[Supplied data]
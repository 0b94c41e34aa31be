//! RFC 6962 Merkle tree primitives
//!
//! Leaf and interior node hashing with the `0x00` / `0x01` domain separation
//! prefixes, and verification of audit paths (inclusion proofs) as used by
//! Rekor.

use sigstore_crypto::{constant_time_eq, sha256};
use sigstore_types::Sha256Hash;
use thiserror::Error;

const LEAF_PREFIX: u8 = 0x00;
const NODE_PREFIX: u8 = 0x01;

/// Errors for malformed inclusion proofs
#[derive(Error, Debug, PartialEq, Eq)]
pub enum Error {
    #[error("leaf index {index} is out of range for tree size {tree_size}")]
    IndexOutOfRange { index: u64, tree_size: u64 },

    #[error("inclusion proof has {actual} hashes, expected {expected}")]
    WrongProofSize { expected: usize, actual: usize },
}

pub type Result<T> = std::result::Result<T, Error>;

/// Hash a leaf: `SHA256(0x00 || data)`
pub fn hash_leaf(data: &[u8]) -> Sha256Hash {
    let mut buf = Vec::with_capacity(1 + data.len());
    buf.push(LEAF_PREFIX);
    buf.extend_from_slice(data);
    sha256(&buf)
}

/// Hash an interior node: `SHA256(0x01 || left || right)`
pub fn hash_children(left: &Sha256Hash, right: &Sha256Hash) -> Sha256Hash {
    let mut buf = [0u8; 65];
    buf[0] = NODE_PREFIX;
    buf[1..33].copy_from_slice(left.as_bytes());
    buf[33..].copy_from_slice(right.as_bytes());
    sha256(&buf)
}

/// Split a proof for `index` in a tree of `tree_size` leaves into the number
/// of hashes below the split point ("inner") and along the right border.
fn decompose_inclusion_proof(index: u64, tree_size: u64) -> (usize, usize) {
    let inner = (u64::BITS - (index ^ (tree_size - 1)).leading_zeros()) as usize;
    let border = (index >> inner).count_ones() as usize;
    (inner, border)
}

/// Recompute the tree root from a leaf hash and its audit path
pub fn root_from_inclusion_proof(
    leaf_hash: &Sha256Hash,
    index: u64,
    tree_size: u64,
    proof: &[Sha256Hash],
) -> Result<Sha256Hash> {
    if index >= tree_size {
        return Err(Error::IndexOutOfRange { index, tree_size });
    }

    let (inner, border) = decompose_inclusion_proof(index, tree_size);
    if proof.len() != inner + border {
        return Err(Error::WrongProofSize {
            expected: inner + border,
            actual: proof.len(),
        });
    }

    let mut acc = *leaf_hash;
    for (i, node) in proof[..inner].iter().enumerate() {
        acc = if (index >> i) & 1 == 1 {
            hash_children(node, &acc)
        } else {
            hash_children(&acc, node)
        };
    }
    for node in &proof[inner..] {
        acc = hash_children(node, &acc);
    }

    Ok(acc)
}

/// Verify an inclusion proof against an expected root.
///
/// Malformed indices or proof lengths are errors; a well-formed proof that
/// leads to a different root returns `Ok(false)`.
pub fn verify_inclusion_proof(
    leaf_hash: &Sha256Hash,
    index: u64,
    tree_size: u64,
    proof: &[Sha256Hash],
    expected_root: &Sha256Hash,
) -> Result<bool> {
    let root = root_from_inclusion_proof(leaf_hash, index, tree_size, proof)?;
    Ok(constant_time_eq(root.as_bytes(), expected_root.as_bytes()))
}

[Try it] The records shown earlier should all be returned verbatim.

[Finished exercise]
repository 0b94c41e34aa31be
//! RFC 6962 Merkle tree primitives
//!
//! Leaf and interior node hashing with the `0x00` / `0x01` domain separation
//! prefixes, and verification of audit paths (inclusion proofs) as used by
//! Rekor.

use sigstore_crypto::{constant_time_eq, sha256};
use sigstore_types::Sha256Hash;
use thiserror::Error;

const LEAF_PREFIX: u8 = 0x00;
const NODE_PREFIX: u8 = 0x01;

/// Errors for malformed inclusion proofs
#[derive(Error, Debug, PartialEq, Eq)]
pub enum Error {
    #[error("leaf index {index} is out of range for tree size {tree_size}")]
    IndexOutOfRange { index: u64, tree_size: u64 },

    #[error("inclusion proof has {actual} hashes, expected {expected}")]
    WrongProofSize { expected: usize, actual: usize },
}

pub type Result<T> = std::result::Result<T, Error>;

/// Hash a leaf: `SHA256(0x00 || data)`
pub fn hash_leaf(data: &[u8]) -> Sha256Hash {
    let mut buf = Vec::with_capacity(1 + data.len());
    buf.push(LEAF_PREFIX);
    buf.extend_from_slice(data);
    sha256(&buf)
}

/// Hash an interior node: `SHA256(0x01 || left || right)`
pub fn hash_children(left: &Sha256Hash, right: &Sha256Hash) -> Sha256Hash {
    let mut buf = [0u8; 65];
    buf[0] = NODE_PREFIX;
    buf[1..33].copy_from_slice(left.as_bytes());
    buf[33..].copy_from_slice(right.as_bytes());
    sha256(&buf)
}

/// Split a proof for `index` in a tree of `tree_size` leaves into the number
/// of hashes below the split point ("inner") and along the right border.
fn decompose_inclusion_proof(index: u64, tree_size: u64) -> (usize, usize) {
    let inner = (u64::BITS - (index ^ (tree_size - 1)).leading_zeros()) as usize;
    let border = (index >> inner).count_ones() as usize;
    (inner, border)
}

/// Recompute the tree root from a leaf hash and its audit path
pub fn root_from_inclusion_proof(
    leaf_hash: &Sha256Hash,
    index: u64,
    tree_size: u64,
    proof: &[Sha256Hash],
) -> Result<Sha256Hash> {
    if index >= tree_size {
        return Err(Error::IndexOutOfRange { index, tree_size });
    }

    let (inner, border) = decompose_inclusion_proof(index, tree_size);
    if proof.len() != inner + border {
        return Err(Error::WrongProofSize {
            expected: inner + border,
            actual: proof.len(),
        });
    }

    let mut acc = *leaf_hash;
    for (i, node) in proof[..inner].iter().enumerate() {
        acc = if (index >> i) & 1 == 1 {
            hash_children(node, &acc)
        } else {
            hash_children(&acc, node)
        };
    }
    for node in &proof[inner..] {
        acc = hash_children(node, &acc);
    }

    Ok(acc)
}

/// Verify an inclusion proof against an expected root.
///
/// Malformed indices or proof lengths are errors; a well-formed proof that
/// leads to a different root returns `Ok(false)`.
pub fn verify_inclusion_proof(
    leaf_hash: &Sha256Hash,
    index: u64,
    tree_size: u64,
    proof: &[Sha256Hash],
    expected_root: &Sha256Hash,
) -> Result<bool> {
    let root = root_from_inclusion_proof(leaf_hash, index, tree_size, proof)?;
    Ok(constant_time_eq(root.as_bytes(), expected_root.as_bytes()))
}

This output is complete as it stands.